El Evangelio nos demuestra tanto la terrible realidad de la existencia de los demonios, como la pavorosa realidad de la posesión que los demonios ejercen sobre los cuerpos de los hombres en el tiempo y en la tierra, como anticipo que de la posesión del alma y del cuerpo esperan poseer para siempre, en el infierno. Todo lo que hacen los demonios, en este Evangelio, justifica el nombre de “espíritus inmundos” que les corresponde, y son espíritus inmundos porque se han apartado de Ser divino, que es la Pureza en sí misma. Los endemoniados viven en el cementerio, porque están poseídos por los demonios y por eso mismo habitan en medio de los cuerpos descompuestos de los cadáveres, y habitan en la podredumbre maloliente de los cadáveres; cuando son expulsados, van a ocupar los cuerpos de unos cerdos, símbolos de animales impuros –principalmente en el judaísmo y en el islamismo, pero también es un animal que en sí mismo es anti-higiénico por sus hábitos naturales-; luego, los cerdos en los que son expulsados los demonios, perecen ahogados, y esta muerte de los animales, simboliza la muerte, por toda la eternidad, a la vida de la gracia, que sufren los demonios, como consecuencia de su libre elección de verse privados de la visión beatífica de Dios, por elegirse a ellos mismos y a su soberbia demoníaca.

Jesús libera a los endemoniados de la región de Gerasa, expulsando a los demonios que poseían sus cuerpos, y esto porque Jesús “ha venido para destruir las obras del demonio” (1 Jn 1, 3, 8) y al destruir las obras del demonio libera al hombre y le concede la paz, porque el demonio sólo busca el tormento del hombre, no solo corporal y en el tiempo, sino en el alma y por la eternidad. Es por esto que si la expulsión de los demonios de los cuerpos de los endemoniados es una obra que demuestra su omnipotencia, el don de la gracia santificante, por medio de la cual el hombre no solo se ve libre de la influencia y del poder demoníaco sino que, mucho más, se ve enaltecido a ser la imagen viviente del Hijo de Dios, es demostrativa de la potencia infinita de su Amor misericordioso.
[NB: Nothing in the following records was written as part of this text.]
impl StructureFile for XyzFile {
    type Error = XyzError;

    fn read_from(reader: &mut impl BufRead) -> Result<Vec<Structure>, Self::Error> {
        let mut lines = reader
            .lines()
            .enumerate()
            .map(|(i, l)| l.map(|content| (i + 1, content)));
        let mut structures = Vec::new();

        loop {
            let (count_line, count_str) = match next_non_blank(&mut lines)? {
                Some(entry) => entry,
                None => break,
            };
            let count: usize = count_str.trim().parse().map_err(|_| {
                parse_error(
                    count_line,
                    XyzParseErrorKind::InvalidCount(count_str.trim().to_string()),
                )
            })?;

            let (comment_line, comment) = match lines.next().transpose()? {
                Some(entry) => entry,
                None => {
                    return Err(parse_error(
                        count_line,
                        XyzParseErrorKind::TruncatedFrame {
                            expected: count,
                            found: 0,
                        },
                    ));
                }
            };
            let info = parse_info_line(&comment)
                .map_err(|kind| parse_error(comment_line, kind))?;

            let mut atoms = Vec::with_capacity(count);
            let mut last_line = comment_line;
            for found in 0..count {
                let (line_num, content) = match lines.next().transpose()? {
                    Some(entry) => entry,
                    None => {
                        return Err(parse_error(
                            last_line,
                            XyzParseErrorKind::TruncatedFrame {
                                expected: count,
                                found,
                            },
                        ));
                    }
                };
                last_line = line_num;
                atoms.push(parse_atom_line(&content).map_err(|kind| parse_error(line_num, kind))?);
            }

            let default_id = format!("frame-{}", structures.len());
            let mut structure = Structure::with_atoms(&default_id, atoms);
            for (key, value) in info {
                match (key.as_str(), value) {
                    (UNIQUE_ID_KEY, InfoValue::Text(id)) => structure.set_unique_id(&id),
                    (NEIGHBORLIST_KEY, InfoValue::Text(raw)) => {
                        let invalid = |message: String| {
                            parse_error(comment_line, XyzParseErrorKind::InvalidNeighborList(message))
                        };
                        let neighbors = parse_neighborlist(&raw, count).map_err(invalid)?;
                        structure
                            .set_neighborlist(neighbors)
                            .map_err(|e| invalid(e.to_string()))?;
                    }
                    (NEIGHBORLIST_KEY, _) => {
                        return Err(parse_error(
                            comment_line,
                            XyzParseErrorKind::InvalidNeighborList(
                                "expected per-atom index lists".to_string(),
                            ),
                        ));
                    }
                    (_, value) => structure.set_info(&key, value),
                }
            }
            structures.push(structure);
        }

        Ok(structures)
    }

    fn write_to(structures: &[Structure], writer: &mut impl Write) -> Result<(), Self::Error> {
        for structure in structures {
            writeln!(writer, "{}", structure.len())?;

            let mut comment = format!(
                "{}={}",
                UNIQUE_ID_KEY,
                InfoValue::Text(structure.unique_id().to_string())
            );
            for (key, value) in structure.info() {
                comment.push_str(&format!(" {}={}", key, value));
            }
            if let Some(neighbors) = structure.neighborlist() {
                comment.push_str(&format!(
                    " {}={}",
                    NEIGHBORLIST_KEY,
                    InfoValue::Text(format_neighborlist(neighbors))
                ));
            }
            writeln!(writer, "{}", comment)?;

            for (atom, symbol) in structure.atoms().iter().zip(structure.symbols()) {
                writeln!(
                    writer,
                    "{:<2} {:>16.8} {:>16.8} {:>16.8}",
                    symbol, atom.position.x, atom.position.y, atom.position.z
                )?;
            }
        }
        Ok(())
    }
}

fn next_non_blank(
    lines: &mut impl Iterator<Item = io::Result<(usize, String)>>,
) -> Result<Option<(usize, String)>, XyzError> {
    for entry in lines {
        let (line_num, content) = entry?;
        if !content.trim().is_empty() {
            return Ok(Some((line_num, content)));
        }
    }
    Ok(None)
}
El exorcismo, o expulsión del demonio dejando libre al cuerpo del hombre al cual poseía, es una obra grandiosa, es mucho más grandiosa la donación de la gracia santificante, por la cual el cuerpo se ve convertida en “templo del Espíritu Santo” (1 Cor 3, 16), el alma en morada de la Santísima Trinidad y el corazón en altar de Jesús Eucaristía.